# EXERCISE DESCRIPTION:
Each record needs to be echoed exactly; can you do that?

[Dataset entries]
---+---

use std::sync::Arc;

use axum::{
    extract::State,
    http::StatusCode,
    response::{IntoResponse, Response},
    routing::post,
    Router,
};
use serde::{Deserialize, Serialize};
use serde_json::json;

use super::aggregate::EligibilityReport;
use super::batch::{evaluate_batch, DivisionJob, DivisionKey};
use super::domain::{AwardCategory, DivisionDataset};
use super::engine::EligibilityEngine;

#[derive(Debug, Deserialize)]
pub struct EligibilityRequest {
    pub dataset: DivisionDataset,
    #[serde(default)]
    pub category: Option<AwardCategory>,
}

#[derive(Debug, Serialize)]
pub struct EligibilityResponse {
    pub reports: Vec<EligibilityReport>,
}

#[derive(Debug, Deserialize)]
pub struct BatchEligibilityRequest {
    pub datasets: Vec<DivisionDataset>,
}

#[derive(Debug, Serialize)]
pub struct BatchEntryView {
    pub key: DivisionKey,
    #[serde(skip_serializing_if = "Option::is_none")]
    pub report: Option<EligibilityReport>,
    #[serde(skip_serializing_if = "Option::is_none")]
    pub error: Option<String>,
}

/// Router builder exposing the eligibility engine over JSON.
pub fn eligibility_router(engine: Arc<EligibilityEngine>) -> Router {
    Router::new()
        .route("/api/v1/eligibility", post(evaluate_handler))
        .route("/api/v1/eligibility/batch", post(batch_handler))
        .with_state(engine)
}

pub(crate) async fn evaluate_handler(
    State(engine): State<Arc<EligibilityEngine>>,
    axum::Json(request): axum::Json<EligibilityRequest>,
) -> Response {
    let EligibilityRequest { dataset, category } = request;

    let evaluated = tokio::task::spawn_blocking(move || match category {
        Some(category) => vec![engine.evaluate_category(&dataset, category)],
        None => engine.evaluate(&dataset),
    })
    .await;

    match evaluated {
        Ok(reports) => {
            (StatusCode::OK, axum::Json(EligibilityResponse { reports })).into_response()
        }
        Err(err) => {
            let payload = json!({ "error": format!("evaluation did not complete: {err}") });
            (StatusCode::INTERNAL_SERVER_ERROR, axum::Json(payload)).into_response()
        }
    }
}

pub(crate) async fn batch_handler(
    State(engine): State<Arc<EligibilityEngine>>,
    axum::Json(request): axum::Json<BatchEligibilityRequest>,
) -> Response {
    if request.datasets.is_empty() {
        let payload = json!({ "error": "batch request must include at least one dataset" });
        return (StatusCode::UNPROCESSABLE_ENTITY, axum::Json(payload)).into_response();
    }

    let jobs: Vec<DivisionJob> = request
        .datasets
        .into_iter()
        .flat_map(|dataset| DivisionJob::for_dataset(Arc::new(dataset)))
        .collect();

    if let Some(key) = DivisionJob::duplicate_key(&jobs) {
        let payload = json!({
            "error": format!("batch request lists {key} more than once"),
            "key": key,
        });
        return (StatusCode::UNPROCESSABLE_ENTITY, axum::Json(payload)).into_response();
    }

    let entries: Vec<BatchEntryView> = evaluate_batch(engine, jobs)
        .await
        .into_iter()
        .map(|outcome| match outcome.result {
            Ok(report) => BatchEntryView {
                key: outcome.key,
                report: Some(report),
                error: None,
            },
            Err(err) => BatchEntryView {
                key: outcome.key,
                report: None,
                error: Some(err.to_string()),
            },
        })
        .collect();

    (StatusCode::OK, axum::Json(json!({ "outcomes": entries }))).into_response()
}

---+---

# FINAL ANSWER:
use std::sync::Arc;

use axum::{
    extract::State,
    http::StatusCode,
    response::{IntoResponse, Response},
    routing::post,
    Router,
};
use serde::{Deserialize, Serialize};
use serde_json::json;

use super::aggregate::EligibilityReport;
use super::batch::{evaluate_batch, DivisionJob, DivisionKey};
use super::domain::{AwardCategory, DivisionDataset};
use super::engine::EligibilityEngine;

#[derive(Debug, Deserialize)]
pub struct EligibilityRequest {
    pub dataset: DivisionDataset,
    #[serde(default)]
    pub category: Option<AwardCategory>,
}

#[derive(Debug, Serialize)]
pub struct EligibilityResponse {
    pub reports: Vec<EligibilityReport>,
}

#[derive(Debug, Deserialize)]
pub struct BatchEligibilityRequest {
    pub datasets: Vec<DivisionDataset>,
}

#[derive(Debug, Serialize)]
pub struct BatchEntryView {
    pub key: DivisionKey,
    #[serde(skip_serializing_if = "Option::is_none")]
    pub report: Option<EligibilityReport>,
    #[serde(skip_serializing_if = "Option::is_none")]
    pub error: Option<String>,
}

/// Router builder exposing the eligibility engine over JSON.
pub fn eligibility_router(engine: Arc<EligibilityEngine>) -> Router {
    Router::new()
        .route("/api/v1/eligibility", post(evaluate_handler))
        .route("/api/v1/eligibility/batch", post(batch_handler))
        .with_state(engine)
}

pub(crate) async fn evaluate_handler(
    State(engine): State<Arc<EligibilityEngine>>,
    axum::Json(request): axum::Json<EligibilityRequest>,
) -> Response {
    let EligibilityRequest { dataset, category } = request;

    let evaluated = tokio::task::spawn_blocking(move || match category {
        Some(category) => vec![engine.evaluate_category(&dataset, category)],
        None => engine.evaluate(&dataset),
    })
    .await;

    match evaluated {
        Ok(reports) => {
            (StatusCode::OK, axum::Json(EligibilityResponse { reports })).into_response()
        }
        Err(err) => {
            let payload = json!({ "error": format!("evaluation did not complete: {err}") });
            (StatusCode::INTERNAL_SERVER_ERROR, axum::Json(payload)).into_response()
        }
    }
}

pub(crate) async fn batch_handler(
    State(engine): State<Arc<EligibilityEngine>>,
    axum::Json(request): axum::Json<BatchEligibilityRequest>,
) -> Response {
    if request.datasets.is_empty() {
        let payload = json!({ "error": "batch request must include at least one dataset" });
        return (StatusCode::UNPROCESSABLE_ENTITY, axum::Json(payload)).into_response();
    }

    let jobs: Vec<DivisionJob> = request
        .datasets
        .into_iter()
        .flat_map(|dataset| DivisionJob::for_dataset(Arc::new(dataset)))
        .collect();

    if let Some(key) = DivisionJob::duplicate_key(&jobs) {
        let payload = json!({
            "error": format!("batch request lists {key} more than once"),
            "key": key,
        });
        return (StatusCode::UNPROCESSABLE_ENTITY, axum::Json(payload)).into_response();
    }

    let entries: Vec<BatchEntryView> = evaluate_batch(engine, jobs)
        .await
        .into_iter()
        .map(|outcome| match outcome.result {
            Ok(report) => BatchEntryView {
                key: outcome.key,
                report: Some(report),
                error: None,
            },
            Err(err) => BatchEntryView {
                key: outcome.key,
                report: None,
                error: Some(err.to_string()),
            },
        })
        .collect();

    (StatusCode::OK, axum::Json(json!({ "outcomes": entries }))).into_response()
}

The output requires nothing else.